(Saved entries)
★ ★ ★ ★ ★ ★ ★

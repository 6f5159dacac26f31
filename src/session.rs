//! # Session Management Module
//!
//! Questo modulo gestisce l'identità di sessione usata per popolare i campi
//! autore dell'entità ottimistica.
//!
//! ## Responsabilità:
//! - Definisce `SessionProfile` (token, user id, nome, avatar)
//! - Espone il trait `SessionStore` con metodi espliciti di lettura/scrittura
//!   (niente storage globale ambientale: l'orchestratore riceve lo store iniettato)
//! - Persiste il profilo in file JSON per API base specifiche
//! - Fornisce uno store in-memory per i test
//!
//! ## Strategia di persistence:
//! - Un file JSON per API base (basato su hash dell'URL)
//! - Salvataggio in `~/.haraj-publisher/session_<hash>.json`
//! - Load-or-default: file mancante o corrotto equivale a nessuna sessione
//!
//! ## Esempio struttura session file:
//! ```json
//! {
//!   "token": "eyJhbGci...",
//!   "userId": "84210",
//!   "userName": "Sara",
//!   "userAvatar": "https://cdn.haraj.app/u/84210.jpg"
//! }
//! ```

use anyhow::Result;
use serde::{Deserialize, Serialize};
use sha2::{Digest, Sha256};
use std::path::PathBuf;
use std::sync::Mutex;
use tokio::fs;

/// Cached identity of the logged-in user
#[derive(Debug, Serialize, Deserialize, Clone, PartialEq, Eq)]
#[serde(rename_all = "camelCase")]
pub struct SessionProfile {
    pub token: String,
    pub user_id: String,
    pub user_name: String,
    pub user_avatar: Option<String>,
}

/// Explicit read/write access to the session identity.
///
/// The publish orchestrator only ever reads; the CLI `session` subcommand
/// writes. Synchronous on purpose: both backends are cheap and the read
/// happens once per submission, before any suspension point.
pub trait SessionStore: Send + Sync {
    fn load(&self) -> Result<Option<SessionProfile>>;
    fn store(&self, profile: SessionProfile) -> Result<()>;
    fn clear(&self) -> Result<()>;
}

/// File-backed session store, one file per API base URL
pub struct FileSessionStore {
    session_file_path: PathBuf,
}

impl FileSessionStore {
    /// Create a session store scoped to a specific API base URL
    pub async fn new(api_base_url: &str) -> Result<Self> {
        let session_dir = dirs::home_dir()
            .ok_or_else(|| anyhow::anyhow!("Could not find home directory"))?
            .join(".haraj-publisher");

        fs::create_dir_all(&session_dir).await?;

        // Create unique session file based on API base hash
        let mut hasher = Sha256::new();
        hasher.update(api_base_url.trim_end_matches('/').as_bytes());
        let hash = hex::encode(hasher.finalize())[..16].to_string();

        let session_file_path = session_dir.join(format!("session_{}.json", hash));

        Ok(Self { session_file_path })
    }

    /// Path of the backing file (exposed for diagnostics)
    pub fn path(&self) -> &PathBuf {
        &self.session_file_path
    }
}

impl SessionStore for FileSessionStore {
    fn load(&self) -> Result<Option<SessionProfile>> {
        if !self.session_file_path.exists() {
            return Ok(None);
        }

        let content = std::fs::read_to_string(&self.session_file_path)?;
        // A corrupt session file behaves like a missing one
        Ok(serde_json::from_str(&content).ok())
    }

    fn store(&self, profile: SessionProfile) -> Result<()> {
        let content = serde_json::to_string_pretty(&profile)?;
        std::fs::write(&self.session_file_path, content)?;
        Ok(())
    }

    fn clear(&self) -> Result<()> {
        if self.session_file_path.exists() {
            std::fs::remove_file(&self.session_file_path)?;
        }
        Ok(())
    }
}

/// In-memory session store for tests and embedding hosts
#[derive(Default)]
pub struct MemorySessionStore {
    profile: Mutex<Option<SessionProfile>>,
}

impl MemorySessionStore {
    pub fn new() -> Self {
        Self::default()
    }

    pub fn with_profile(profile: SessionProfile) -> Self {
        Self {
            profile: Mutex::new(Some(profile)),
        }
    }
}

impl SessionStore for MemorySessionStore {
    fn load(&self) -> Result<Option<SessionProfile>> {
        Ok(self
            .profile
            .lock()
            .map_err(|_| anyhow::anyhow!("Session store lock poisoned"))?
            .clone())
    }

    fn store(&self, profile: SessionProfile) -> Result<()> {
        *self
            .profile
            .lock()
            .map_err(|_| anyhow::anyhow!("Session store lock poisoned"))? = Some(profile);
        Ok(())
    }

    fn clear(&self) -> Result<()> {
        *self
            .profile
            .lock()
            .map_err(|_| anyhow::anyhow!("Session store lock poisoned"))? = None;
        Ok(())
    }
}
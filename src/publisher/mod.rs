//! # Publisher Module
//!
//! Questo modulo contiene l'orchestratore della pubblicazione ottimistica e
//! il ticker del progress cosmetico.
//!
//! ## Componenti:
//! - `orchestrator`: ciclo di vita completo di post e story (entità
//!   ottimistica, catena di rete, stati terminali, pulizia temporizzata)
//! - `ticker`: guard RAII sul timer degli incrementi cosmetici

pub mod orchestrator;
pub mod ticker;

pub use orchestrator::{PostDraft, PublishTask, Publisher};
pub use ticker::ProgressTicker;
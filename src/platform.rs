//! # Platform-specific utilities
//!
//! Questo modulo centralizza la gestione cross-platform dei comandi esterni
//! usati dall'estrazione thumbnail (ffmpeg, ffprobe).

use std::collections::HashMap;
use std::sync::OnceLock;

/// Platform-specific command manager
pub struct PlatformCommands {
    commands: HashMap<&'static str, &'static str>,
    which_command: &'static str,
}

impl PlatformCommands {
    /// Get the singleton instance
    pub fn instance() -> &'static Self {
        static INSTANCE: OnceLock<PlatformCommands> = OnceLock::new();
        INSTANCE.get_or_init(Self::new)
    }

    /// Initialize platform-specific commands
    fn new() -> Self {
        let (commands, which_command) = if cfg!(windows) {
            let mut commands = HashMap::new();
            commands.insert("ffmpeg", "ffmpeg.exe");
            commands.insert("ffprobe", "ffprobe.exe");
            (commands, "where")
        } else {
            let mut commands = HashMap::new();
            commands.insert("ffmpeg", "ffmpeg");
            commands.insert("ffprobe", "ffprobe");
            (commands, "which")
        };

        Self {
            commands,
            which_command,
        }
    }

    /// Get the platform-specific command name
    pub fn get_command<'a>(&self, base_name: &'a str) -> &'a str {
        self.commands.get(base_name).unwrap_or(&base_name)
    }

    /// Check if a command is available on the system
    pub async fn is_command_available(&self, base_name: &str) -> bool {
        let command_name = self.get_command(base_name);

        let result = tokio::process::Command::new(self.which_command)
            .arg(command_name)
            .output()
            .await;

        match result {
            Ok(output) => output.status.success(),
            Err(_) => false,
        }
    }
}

★ ★ ★ ★ ★ ★ ★

- [Exercise instructions]:
Collect every line from the records above that contains the word "filename".

- [Task answer]:
filename src/session.rs
filename src/publisher/mod.rs
filename src/platform.rs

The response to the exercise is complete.